Compte-rendu du jour 12 , le mercredi 24 juin 2026
L’audience a principalement été consacrée à l’audition de deux témoins rwandais, tous deux condamnés par la justice des tribunaux gacaca pour leur participation au génocide des Tutsi de 1994.
Témoignage de Joseph Rwandanga
Joseph Rwandanga, né en 1933 et ancien forgeron, a expliqué qu’il ne connaissait pas personnellement Eugène Rwamucyo. Il a toutefois déclaré avoir observé une pelleteuse en train de creuser des fosses destinées à recevoir des corps dans la paroisse de Nyumba. Selon lui, il avait aperçu un homme présenté plus tard comme Rwamucyo à proximité de cette machine, alors qu’il se rendait dans un centre de soins.
Interrogé par le président de la cour, le témoin a rappelé qu’il était Hutu en 1994 et qu’il avait lui-même été condamné à quinze ans d’emprisonnement pour sa participation à l’attaque de l’église de Nyumba, où des Tutsi s’étaient réfugiés. Il a confirmé sa culpabilité, et expliqué que l’attaque avait mobilisé plusieurs centaines d’assaillants, appuyés par des policiers armés qui avaient tiré sur les déplacés. Selon lui, les autorités locales et administratives avaient organisé ces attaques. Il a également affirmé que les victimes n’avaient pas été enterrées dignement. Lorsqu’il s’était approché des fosses, il avait constaté la présence de blessés et d’enfants encore vivants parmi les corps. Il a déclaré avoir vu la pelleteuse ramasser indistinctement des cadavres et des personnes encore en vie pour les jeter dans les fosses.
Le témoin a toutefois répété à plusieurs reprises qu’il ne connaissait pas Eugène Rwamucyo au moment des faits, et qu’il n’avait appris son nom que bien plus tard, au cours des procédures judiciaires. Questionné sur son activité de forgeron, il a indiqué que les armes traditionnelles étaient répandues dans les foyers rwandais avant le génocide, et que les forges avaient connu une activité accrue durant cette période. Il a également affirmé que la mobilisation de la population pour les opérations d’enfouissement des corps provenait des bourgmestres et des autorités locales.
Au cours du contre-interrogatoire de la défense, Joseph Rwandanga a estimé qu’il était peu probable qu’un médecin puisse également être conducteur de pelleteuse, considérant qu’il s’agissait de métiers très différents.

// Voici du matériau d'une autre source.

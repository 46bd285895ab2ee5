//! Cubic-bezier easing, the same curve family as CSS `cubic-bezier()`.
//!
//! The curve runs from (0,0) to (1,1) and is parametric in a hidden `t`.
//! To map a time fraction `x` to a progress fraction `y` we first solve
//! `x(t) = x` for `t`, then evaluate `y(t)`.  Newton–Raphson does the solve
//! and bisection takes over when the tangent goes flat.

/// Newton iterations before giving up and bisecting.
const NEWTON_ITERATIONS: usize = 6;
/// Fixed bisection depth: 12 halvings resolve `t` to ~2.4e-4.
const BISECTION_ITERATIONS: usize = 12;
const EPSILON: f64 = 1e-6;

/// Fast start, long gentle tail.  Used for every snap animation.
pub const SNAP_EASE: CubicBezier = CubicBezier::new(0.22, 1.0, 0.36, 1.0);

/// A cubic bezier easing curve defined by its two interior control points.
#[derive(Debug, Clone, Copy, PartialEq)]
pub struct CubicBezier {
    pub x1: f64,
    pub y1: f64,
    pub x2: f64,
    pub y2: f64,
}

impl CubicBezier {
    pub const fn new(x1: f64, y1: f64, x2: f64, y2: f64) -> Self {
        Self { x1, y1, x2, y2 }
    }

    /// Progress at time fraction `x`.  Always returns a value in `[0, 1]`.
    pub fn solve(&self, x: f64) -> f64 {
        if !x.is_finite() {
            return 0.0;
        }
        let x = x.clamp(0.0, 1.0);
        // Endpoints are exact by construction; skip the numerics.
        if x == 0.0 || x == 1.0 {
            return x;
        }
        let t = self.solve_t_for_x(x);
        Polynomial::new(self.y1, self.y2).sample(t).clamp(0.0, 1.0)
    }

    fn solve_t_for_x(&self, x: f64) -> f64 {
        let px = Polynomial::new(self.x1, self.x2);

        let mut t = x;
        for _ in 0..NEWTON_ITERATIONS {
            let error = px.sample(t) - x;
            if error.abs() < EPSILON {
                return t;
            }
            let slope = px.slope(t);
            if slope.abs() < EPSILON {
                break;
            }
            t = (t - error / slope).clamp(0.0, 1.0);
        }

        let (mut lo, mut hi) = (0.0_f64, 1.0_f64);
        for _ in 0..BISECTION_ITERATIONS {
            let mid = (lo + hi) / 2.0;
            if px.sample(mid) < x {
                lo = mid;
            } else {
                hi = mid;
            }
        }
        (lo + hi) / 2.0
    }
}

/// One axis of the curve in power-basis form: `((a·t + b)·t + c)·t`.
#[derive(Debug, Clone, Copy)]
struct Polynomial {
    a: f64,
    b: f64,
    c: f64,
}

impl Polynomial {
    fn new(p1: f64, p2: f64) -> Self {
        let c = 3.0 * p1;
        let b = 3.0 * (p2 - p1) - c;
        let a = 1.0 - c - b;
        Self { a, b, c }
    }

    fn sample(&self, t: f64) -> f64 {
        ((self.a * t + self.b) * t + self.c) * t
    }

    fn slope(&self, t: f64) -> f64 {
        (3.0 * self.a * t + 2.0 * self.b) * t + self.c
    }
}

#[cfg(test)]
mod tests {
    use super::*;

    #[test]
    fn endpoints_are_exact() {
        assert_eq!(SNAP_EASE.solve(0.0), 0.0);
        assert_eq!(SNAP_EASE.solve(1.0), 1.0);
    }

    #[test]
    fn out_of_range_input_is_clamped() {
        assert_eq!(SNAP_EASE.solve(-3.0), 0.0);
        assert_eq!(SNAP_EASE.solve(7.5), 1.0);
        assert_eq!(SNAP_EASE.solve(f64::NAN), 0.0);
    }

    #[test]
    fn snap_curve_is_monotonic() {
        let mut prev = 0.0;
        for i in 0..=1000 {
            let y = SNAP_EASE.solve(i as f64 / 1000.0);
            assert!(y + 1e-9 >= prev, "dropped at {i}: {prev} -> {y}");
            assert!((0.0..=1.0).contains(&y));
            prev = y;
        }
    }

    #[test]
    fn snap_curve_front_loads_progress() {
        // Fast start: most of the distance is covered early.
        assert!(SNAP_EASE.solve(0.25) > 0.6);
        assert!(SNAP_EASE.solve(0.5) > 0.85);
    }

    #[test]
    fn linear_control_points_give_identity() {
        let linear = CubicBezier::new(1.0 / 3.0, 1.0 / 3.0, 2.0 / 3.0, 2.0 / 3.0);
        for i in 1..10 {
            let x = i as f64 / 10.0;
            assert!((linear.solve(x) - x).abs() < 1e-4);
        }
    }

    #[test]
    fn flat_tangent_falls_back_to_bisection() {
        // x1 = x2 = 0 gives dx/dt = 0 at t = 0; Newton can stall near the origin.
        let steep = CubicBezier::new(0.0, 0.0, 0.0, 1.0);
        let y = steep.solve(1e-4);
        assert!((0.0..=1.0).contains(&y));

        // Same curve, the solve must still be deterministic.
        assert_eq!(steep.solve(0.3), steep.solve(0.3));
    }

    #[test]
    fn pathological_points_stay_in_range() {
        let wild = CubicBezier::new(1.0, -2.0, 0.0, 3.0);
        for i in 0..=20 {
            let y = wild.solve(i as f64 / 20.0);
            assert!((0.0..=1.0).contains(&y), "{y}");
        }
    }
}
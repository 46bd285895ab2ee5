//! Motion state and the physics stepper.
//!
//! A wheel is a single scalar `position` plus a `velocity`.  While the user
//! drags, the input path owns the position and the stepper does nothing.
//! After release (or a wheel impulse) the stepper takes over: exponential
//! friction bleeds off velocity, and once the wheel is slow enough an eased
//! snap carries it onto the nearest grid line.

use super::easing::SNAP_EASE;
use super::mapper;

/// What is currently driving the position.
#[derive(Debug, Clone, Copy, PartialEq)]
pub enum Mode {
    /// At rest on a grid line.  Nothing is scheduled.
    Idle,
    /// The pointer owns the position; the stepper is a no-op.
    Dragging,
    /// Free deceleration under friction.
    Inertial,
    /// Eased transition onto a grid line.
    Snapping(SnapPlan),
}

/// An in-flight snap.  Only exists inside [`Mode::Snapping`].
#[derive(Debug, Clone, Copy, PartialEq)]
pub struct SnapPlan {
    pub origin: f64,
    pub target: f64,
    /// Time spent snapping so far.
    pub elapsed_ms: f64,
}

/// Every tunable constant of the stepper and input paths.
#[derive(Debug, Clone, PartialEq)]
pub struct PhysicsTuning {
    /// Upper bound on the dt fed to inertia, so a hitch can't fling the wheel.
    pub max_frame_dt_ms: f64,
    /// Friction at rest speed (1/s).
    pub friction_base: f64,
    /// Extra friction added at `reference_speed` and above.
    pub friction_speed_gain: f64,
    /// Speed at which friction saturates (units/s).
    pub reference_speed: f64,
    /// Inertia below this speed hands over to a snap (units/s).
    pub settle_speed: f64,
    /// A drag released slower than this snaps straight away (units/s).
    pub release_speed: f64,
    /// Floor for the elapsed time between two drag samples.
    pub min_sample_dt_ms: f64,
    /// Drag velocity spike clamp (units/s).
    pub max_drag_speed: f64,
    /// Holding still longer than this before release zeroes the fling.
    pub drag_hold_ms: f64,
    /// Wheel delta → velocity multiplier (1/s).
    pub wheel_gain: f64,
    /// Clamp for wheel-derived velocity (units/s).
    pub max_wheel_speed: f64,
    /// Quiet window after the last wheel impulse before a forced snap.
    pub wheel_quiet_ms: f64,
}

impl Default for PhysicsTuning {
    fn default() -> Self {
        Self {
            max_frame_dt_ms: 50.0,
            friction_base: 10.0,
            friction_speed_gain: 14.0,
            reference_speed: 2200.0,
            settle_speed: 18.0,
            release_speed: 120.0,
            min_sample_dt_ms: 1.0,
            max_drag_speed: 8000.0,
            drag_hold_ms: 100.0,
            wheel_gain: 14.0,
            max_wheel_speed: 3200.0,
            wheel_quiet_ms: 80.0,
        }
    }
}

impl PhysicsTuning {
    /// Friction coefficient for the current speed, heavier when fast.
    pub fn friction(&self, speed: f64) -> f64 {
        let norm = (speed.abs() / self.reference_speed).clamp(0.0, 1.0);
        self.friction_base + self.friction_speed_gain * norm
    }

    /// `true` when every value is finite and the ones that must be positive are.
    pub fn is_valid(&self) -> bool {
        let all = [
            self.max_frame_dt_ms,
            self.friction_base,
            self.friction_speed_gain,
            self.reference_speed,
            self.settle_speed,
            self.release_speed,
            self.min_sample_dt_ms,
            self.max_drag_speed,
            self.drag_hold_ms,
            self.wheel_gain,
            self.max_wheel_speed,
            self.wheel_quiet_ms,
        ];
        all.iter().all(|v| v.is_finite() && *v >= 0.0)
            && self.friction_base > 0.0
            && self.reference_speed > 0.0
            && self.min_sample_dt_ms > 0.0
            && self.max_frame_dt_ms > 0.0
    }
}

/// Result of one stepper invocation.
#[derive(Debug, Clone, Copy, PartialEq, Eq)]
pub enum StepOutcome {
    /// Nothing to do while idle or dragging.
    Unchanged,
    /// Position moved and motion continues.
    Moving,
    /// Inertia slowed enough and a snap has begun.
    SnapStarted,
    /// The snap finished this step.  Position is exactly on the grid.
    Settled,
}

/// The physical memory of one wheel.
#[derive(Debug, Clone, PartialEq)]
pub struct MotionState {
    pub position: f64,
    /// Units per second.  Meaningless while dragging.
    pub velocity: f64,
    pub mode: Mode,
}

impl MotionState {
    /// At rest on grid index `index`.
    pub fn at_index(index: i64, step_size: f64) -> Self {
        Self {
            position: index as f64 * step_size,
            velocity: 0.0,
            mode: Mode::Idle,
        }
    }

    /// Begin an eased snap from here to the nearest grid line.
    pub fn begin_snap(&mut self, step_size: f64) {
        let target = mapper::snap_target(self.position, step_size);
        tracing::trace!(origin = self.position, target, "snap begin");
        self.velocity = 0.0;
        self.mode = Mode::Snapping(SnapPlan {
            origin: self.position,
            target,
            elapsed_ms: 0.0,
        });
    }

    /// Advance by `dt_ms` of wall-clock time.
    ///
    /// Inertia integrates with `dt` clamped to `max_frame_dt_ms`; the snap
    /// uses the raw elapsed time so its duration stays true under hitches.
    pub fn step(
        &mut self,
        dt_ms: f64,
        step_size: f64,
        snap_ms: f64,
        tuning: &PhysicsTuning,
    ) -> StepOutcome {
        let dt_ms = if dt_ms.is_finite() { dt_ms.max(0.0) } else { 0.0 };

        match self.mode {
            Mode::Idle | Mode::Dragging => StepOutcome::Unchanged,
            Mode::Inertial => self.step_inertia(dt_ms, step_size, tuning),
            Mode::Snapping(plan) => self.step_snap(plan, dt_ms, snap_ms),
        }
    }

    fn step_inertia(&mut self, dt_ms: f64, step_size: f64, tuning: &PhysicsTuning) -> StepOutcome {
        if self.velocity.abs() < tuning.settle_speed {
            self.begin_snap(step_size);
            return StepOutcome::SnapStarted;
        }

        let dt = dt_ms.min(tuning.max_frame_dt_ms) / 1000.0;
        let decay = (-tuning.friction(self.velocity) * dt).exp();
        self.velocity *= decay;
        self.position += self.velocity * dt;

        if self.velocity.abs() < tuning.settle_speed {
            self.begin_snap(step_size);
            return StepOutcome::SnapStarted;
        }
        StepOutcome::Moving
    }

    fn step_snap(&mut self, mut plan: SnapPlan, dt_ms: f64, snap_ms: f64) -> StepOutcome {
        plan.elapsed_ms += dt_ms;
        let progress = if snap_ms > 0.0 {
            (plan.elapsed_ms / snap_ms).clamp(0.0, 1.0)
        } else {
            1.0
        };

        if progress >= 1.0 {
            // Land exactly; no accumulated float drift survives a settle.
            self.position = plan.target;
            self.velocity = 0.0;
            self.mode = Mode::Idle;
            return StepOutcome::Settled;
        }

        let eased = SNAP_EASE.solve(progress);
        self.position = plan.origin + (plan.target - plan.origin) * eased;
        self.mode = Mode::Snapping(plan);
        StepOutcome::Moving
    }
}
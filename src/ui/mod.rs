//! UI / rendering layer: everything that touches Ratatui widgets.
//!
//! This layer reads the selectors' `active_float` and the depth style and
//! turns them into cells on the terminal.  It never mutates a selector.

pub mod layout;
pub mod popup;
pub mod theme;
pub mod wheel_widget;
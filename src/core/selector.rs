//! One wheel: motion state, its frame loop, input handling and commit
//! notifications, behind a small imperative API.
//!
//! The host forwards raw input (`drag_*`, `wheel_impulse`), calls
//! [`Selector::frame`] once per repaint while [`Selector::needs_frame`] is
//! true, and reads `active_float` for drawing.  Subscribers always hear about
//! the discrete index once motion settles, and about every change in between
//! if they ask for live updates.

use std::fmt;

use thiserror::Error;

use super::input::{self, DragTracker};
use super::mapper;
use super::motion::{Mode, MotionState, PhysicsTuning, StepOutcome};
use super::scheduler::{FrameLoop, QuietTimer};

/// Rejected selector configuration.  Nothing is constructed on error.
#[derive(Debug, Clone, PartialEq, Error)]
pub enum ConfigError {
    #[error("a wheel needs at least one value")]
    EmptyWheel,
    #[error("step size must be positive and finite, got {0}")]
    InvalidStepSize(f64),
    #[error("snap duration must be a non-negative number of milliseconds, got {0}")]
    InvalidSnapDuration(f64),
    #[error("physics tuning contains a negative or non-finite value")]
    InvalidTuning,
}

/// Construction parameters.
#[derive(Debug, Clone, PartialEq)]
pub struct SelectorConfig {
    pub value_count: usize,
    pub step_size: f64,
    /// Starting index; wrapped into range.
    pub initial_index: i64,
    pub snap_ms: f64,
    pub tuning: PhysicsTuning,
}

impl SelectorConfig {
    pub fn new(value_count: usize, step_size: f64) -> Self {
        Self {
            value_count,
            step_size,
            initial_index: 0,
            snap_ms: 180.0,
            tuning: PhysicsTuning::default(),
        }
    }

    pub fn initial_index(mut self, index: i64) -> Self {
        self.initial_index = index;
        self
    }

    pub fn snap_ms(mut self, ms: f64) -> Self {
        self.snap_ms = ms;
        self
    }

    pub fn tuning(mut self, tuning: PhysicsTuning) -> Self {
        self.tuning = tuning;
        self
    }

    fn validate(&self) -> Result<(), ConfigError> {
        if self.value_count == 0 {
            return Err(ConfigError::EmptyWheel);
        }
        if !(self.step_size.is_finite() && self.step_size > 0.0) {
            return Err(ConfigError::InvalidStepSize(self.step_size));
        }
        validate_snap_ms(self.snap_ms)?;
        if !self.tuning.is_valid() {
            return Err(ConfigError::InvalidTuning);
        }
        Ok(())
    }
}

fn validate_snap_ms(ms: f64) -> Result<(), ConfigError> {
    if ms.is_finite() && ms >= 0.0 {
        Ok(())
    } else {
        Err(ConfigError::InvalidSnapDuration(ms))
    }
}

/// Which index changes a subscriber wants to hear about.
#[derive(Debug, Clone, Copy, PartialEq, Eq)]
pub enum Notify {
    /// Only the settled index once motion stops.
    Settled,
    /// Every index change during motion, plus the settled one.
    Live,
}

/// A delivered index.
#[derive(Debug, Clone, Copy, PartialEq, Eq)]
pub struct Commit {
    pub index: usize,
    /// `true` when the wheel is at rest on this index.
    pub settled: bool,
}

/// Handle for [`Selector::unsubscribe`].
#[derive(Debug, Clone, Copy, PartialEq, Eq, Hash)]
pub struct SubscriptionId(u64);

struct Subscriber {
    id: SubscriptionId,
    notify: Notify,
    callback: Box<dyn FnMut(Commit)>,
}

/// What a call to [`Selector::frame`] did.
#[derive(Debug, Clone, Copy, PartialEq, Eq)]
pub enum FrameOutcome {
    /// No loop is running; nothing happened.
    Stopped,
    /// Still in motion (or being dragged); keep sending frames.
    Animating,
    /// Came to rest on this index.  The loop has stopped.
    Settled(usize),
}

/// A wheel of `value_count` values on an endless, wrapping axis.
pub struct Selector {
    value_count: usize,
    step_size: f64,
    snap_ms: f64,
    tuning: PhysicsTuning,
    motion: MotionState,
    frames: FrameLoop,
    wheel_quiet: QuietTimer,
    drag: Option<DragTracker>,
    subscribers: Vec<Subscriber>,
    next_subscription: u64,
    haptic: Option<Box<dyn FnMut()>>,
    /// Last index handed to subscribers, for change detection.
    last_reported: usize,
    /// Most recent timestamp seen, substituted for non-finite ones.
    last_seen_ms: f64,
    destroyed: bool,
}

impl fmt::Debug for Selector {
    fn fmt(&self, f: &mut fmt::Formatter<'_>) -> fmt::Result {
        f.debug_struct("Selector")
            .field("value_count", &self.value_count)
            .field("step_size", &self.step_size)
            .field("motion", &self.motion)
            .field("frames", &self.frames)
            .field("wheel_quiet", &self.wheel_quiet)
            .field("subscribers", &self.subscribers.len())
            .field("destroyed", &self.destroyed)
            .finish_non_exhaustive()
    }
}

impl Selector {
    /// A wheel at rest on `initial_index` with default tuning.
    pub fn new(value_count: usize, step_size: f64, initial_index: i64, snap_ms: f64) -> Result<Self, ConfigError> {
        Self::with_config(
            SelectorConfig::new(value_count, step_size)
                .initial_index(initial_index)
                .snap_ms(snap_ms),
        )
    }

    pub fn with_config(config: SelectorConfig) -> Result<Self, ConfigError> {
        config.validate()?;
        let start = mapper::wrap_index(config.initial_index, config.value_count);
        Ok(Self {
            value_count: config.value_count,
            step_size: config.step_size,
            snap_ms: config.snap_ms,
            tuning: config.tuning,
            motion: MotionState::at_index(start as i64, config.step_size),
            frames: FrameLoop::new(),
            wheel_quiet: QuietTimer::default(),
            drag: None,
            subscribers: Vec::new(),
            next_subscription: 0,
            haptic: None,
            last_reported: start,
            last_seen_ms: 0.0,
            destroyed: false,
        })
    }

    // ── queries ──────────────────────────────────────────────────

    pub fn position(&self) -> f64 {
        self.motion.position
    }

    pub fn velocity(&self) -> f64 {
        self.motion.velocity
    }

    pub fn mode(&self) -> Mode {
        self.motion.mode
    }

    /// Fractional index under the selection center.
    pub fn active_float(&self) -> f64 {
        mapper::active_float(self.motion.position, self.step_size)
    }

    /// Nearest index, wrapped into `[0, value_count)`.
    pub fn active_index(&self) -> usize {
        mapper::active_index(self.motion.position, self.step_size, self.value_count)
    }

    pub fn value_count(&self) -> usize {
        self.value_count
    }

    pub fn step_size(&self) -> f64 {
        self.step_size
    }

    pub fn snap_ms(&self) -> f64 {
        self.snap_ms
    }

    /// `true` while the host should keep calling [`frame`](Self::frame).
    pub fn needs_frame(&self) -> bool {
        !self.destroyed && self.frames.is_running()
    }

    pub fn is_destroyed(&self) -> bool {
        self.destroyed
    }

    // ── configuration ────────────────────────────────────────────

    /// Change the snap duration.  A snap already in flight picks up the new
    /// duration on its next frame.
    pub fn set_snap_ms(&mut self, ms: f64) -> Result<(), ConfigError> {
        validate_snap_ms(ms)?;
        self.snap_ms = ms;
        Ok(())
    }

    // ── subscriptions ────────────────────────────────────────────

    pub fn on_index_committed<F>(&mut self, notify: Notify, callback: F) -> SubscriptionId
    where
        F: FnMut(Commit) + 'static,
    {
        self.next_subscription += 1;
        let id = SubscriptionId(self.next_subscription);
        if self.alive("on_index_committed") {
            self.subscribers.push(Subscriber {
                id,
                notify,
                callback: Box::new(callback),
            });
        }
        id
    }

    /// Returns `false` if the id was unknown.
    pub fn unsubscribe(&mut self, id: SubscriptionId) -> bool {
        let before = self.subscribers.len();
        self.subscribers.retain(|s| s.id != id);
        self.subscribers.len() != before
    }

    /// Side effect run synchronously by [`set_index`](Self::set_index).
    pub fn on_haptic<F>(&mut self, callback: F)
    where
        F: FnMut() + 'static,
    {
        if self.alive("on_haptic") {
            self.haptic = Some(Box::new(callback));
        }
    }

    // ── pointer drag ─────────────────────────────────────────────

    /// Grab the wheel.  Interrupts any inertia or snap in flight.
    pub fn drag_start(&mut self, coord: f64, time_ms: f64) {
        if !self.alive("drag_start") {
            return;
        }
        let time_ms = self.observe(time_ms);
        let Some(tracker) = DragTracker::start(coord, time_ms) else {
            tracing::debug!(coord, "drag_start with unusable coordinate ignored");
            return;
        };

        self.wheel_quiet.cancel();
        self.motion.velocity = 0.0;
        self.motion.mode = Mode::Dragging;
        self.drag = Some(tracker);
        // Frames keep coming during the drag so the host repaints.
        self.frames.start();
        tracing::debug!(position = self.motion.position, "drag start");
    }

    /// Pointer moved to `coord`.  The delta is applied to the position
    /// directly; the stepper stays out of it while dragging.
    pub fn drag_move(&mut self, coord: f64, time_ms: f64) {
        if !self.alive("drag_move") || self.motion.mode != Mode::Dragging {
            return;
        }
        let time_ms = self.observe(time_ms);
        let Some(tracker) = self.drag.as_mut() else {
            return;
        };
        if let Some(step) = tracker.advance(coord, time_ms, &self.tuning) {
            self.motion.position += step.delta;
            self.motion.velocity = step.velocity;
            self.report_live();
        }
    }

    /// Let go.  A slow release snaps at once; a flick coasts first.
    pub fn drag_end(&mut self, time_ms: f64) {
        if !self.alive("drag_end") || self.motion.mode != Mode::Dragging {
            return;
        }
        let time_ms = self.observe(time_ms);
        let velocity = self
            .drag
            .take()
            .map(|tracker| tracker.release_velocity(self.motion.velocity, time_ms, &self.tuning))
            .unwrap_or(0.0);

        self.motion.velocity = velocity;
        self.motion.mode = Mode::Idle;
        if velocity.abs() < self.tuning.release_speed {
            self.motion.begin_snap(self.step_size);
        } else {
            self.motion.mode = Mode::Inertial;
        }
        self.frames.resume();
        tracing::debug!(velocity, mode = ?self.motion.mode, "drag end");
    }

    // ── wheel / scroll ───────────────────────────────────────────

    /// A discrete scroll step of `delta` position units.  Ignored while
    /// dragging.
    pub fn wheel_impulse(&mut self, delta: f64, time_ms: f64) {
        if !self.alive("wheel_impulse") || self.motion.mode == Mode::Dragging {
            return;
        }
        let time_ms = self.observe(time_ms);
        if !delta.is_finite() {
            tracing::debug!(delta, "wheel impulse with unusable delta ignored");
            return;
        }

        self.motion.position += delta;
        self.motion.velocity = input::wheel_velocity(delta, &self.tuning);
        self.motion.mode = Mode::Inertial;
        self.frames.resume();
        self.wheel_quiet.arm(time_ms, self.tuning.wheel_quiet_ms);
        self.report_live();
    }

    // ── direct commit ────────────────────────────────────────────

    /// Jump to `index` (wrapped) with no animation.  Cancels everything in
    /// flight and commits synchronously.
    pub fn set_index(&mut self, index: i64) {
        if !self.alive("set_index") {
            return;
        }
        self.halt();
        let wrapped = mapper::wrap_index(index, self.value_count);
        self.motion = MotionState::at_index(wrapped as i64, self.step_size);
        tracing::debug!(index, wrapped, "set_index");

        if let Some(haptic) = self.haptic.as_mut() {
            haptic();
        }
        self.last_reported = wrapped;
        self.notify(Commit {
            index: wrapped,
            settled: true,
        });
    }

    // ── frame loop ───────────────────────────────────────────────

    /// Advance one frame at `now_ms`.  Call once per repaint while
    /// [`needs_frame`](Self::needs_frame) holds.
    pub fn frame(&mut self, now_ms: f64) -> FrameOutcome {
        if self.destroyed {
            return FrameOutcome::Stopped;
        }
        let now_ms = self.observe(now_ms);
        let Some(dt_ms) = self.frames.tick(now_ms) else {
            return FrameOutcome::Stopped;
        };

        let outcome = self
            .motion
            .step(dt_ms, self.step_size, self.snap_ms, &self.tuning);
        match outcome {
            StepOutcome::Settled => return self.settle(),
            StepOutcome::Unchanged if self.motion.mode == Mode::Idle => {
                self.frames.stop();
                return FrameOutcome::Stopped;
            }
            _ => {}
        }

        if self.wheel_quiet.take_if_due(now_ms) && self.motion.mode == Mode::Inertial {
            tracing::debug!(position = self.motion.position, "wheel quiet, forcing snap");
            self.motion.begin_snap(self.step_size);
        }

        self.report_live();
        FrameOutcome::Animating
    }

    // ── teardown ─────────────────────────────────────────────────

    /// Release the frame loop, timers and subscribers.  Idempotent.  Every
    /// later call on this selector is a no-op.
    pub fn destroy(&mut self) {
        if self.destroyed {
            return;
        }
        self.halt();
        self.motion.velocity = 0.0;
        self.subscribers.clear();
        self.haptic = None;
        self.destroyed = true;
        tracing::debug!(position = self.motion.position, "selector destroyed");
    }

    // ── internals ────────────────────────────────────────────────

    fn alive(&self, op: &'static str) -> bool {
        if self.destroyed {
            tracing::debug!(op, "ignored on destroyed selector");
        }
        !self.destroyed
    }

    /// Remember a usable timestamp, or substitute the last one.
    fn observe(&mut self, time_ms: f64) -> f64 {
        if time_ms.is_finite() {
            self.last_seen_ms = time_ms;
        }
        self.last_seen_ms
    }

    fn halt(&mut self) {
        self.frames.stop();
        self.wheel_quiet.cancel();
        self.drag = None;
    }

    fn settle(&mut self) -> FrameOutcome {
        self.frames.stop();
        self.wheel_quiet.cancel();
        let index = self.active_index();
        tracing::debug!(index, position = self.motion.position, "settled");
        self.last_reported = index;
        self.notify(Commit {
            index,
            settled: true,
        });
        FrameOutcome::Settled(index)
    }

    fn report_live(&mut self) {
        let index = self.active_index();
        if index == self.last_reported {
            return;
        }
        self.last_reported = index;
        self.notify(Commit {
            index,
            settled: false,
        });
    }

    fn notify(&mut self, commit: Commit) {
        for sub in &mut self.subscribers {
            if commit.settled || sub.notify == Notify::Live {
                (sub.callback)(commit);
            }
        }
    }
}

impl Drop for Selector {
    fn drop(&mut self) {
        self.destroy();
    }
}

Il a également confirmé avoir bénéficié d’une grâce présidentielle après avoir reconnu sa participation au génocide.
Témoignage d’Emmanuel Mutirambe
Le second témoin, Emmanuel Mutirambe, né en 1967 et habitant de Gishamvu, a précisé d’emblée qu’il ne pouvait pas témoigner directement des actes attribués à Eugène Rwamucyo, mais seulement de ce qu’il avait observé dans sa région. Il a décrit l’arrivée progressive de milliers de déplacés Tutsi dans la paroisse de Nyumba au début du génocide. Selon lui, après plusieurs jours d’afflux, les autorités communales auraient demandé aux Hutu de quitter les lieux avant d’organiser l’encerclement de la colline et de la paroisse. Le témoin a affirmé que des policiers communaux armés étaient ensuite intervenus, et avaient ouvert le feu sur les déplacés Tutsi regroupés dans l’église. Il a cité plusieurs responsables locaux, notamment le bourgmestre Kambanda, comme organisateurs de l’opération. Après les massacres, il a expliqué avoir participé aux opérations de déplacement des corps. Face au nombre très important de victimes, les autorités auraient fait appel à des prisonniers, puis à une machine Caterpillar afin d’accélérer l’enfouissement. C’est à ce moment-là qu’il a déclaré avoir vu Eugène Rwamucyo aux côtés d’autres autorités locales. Selon son récit, M. Rwamucyo était présent lorsque la machine a été amenée sur place. Le témoin a affirmé avoir vu la pelleteuse ramasser indistinctement des morts et des survivants, ainsi que détruire des habitations et une école.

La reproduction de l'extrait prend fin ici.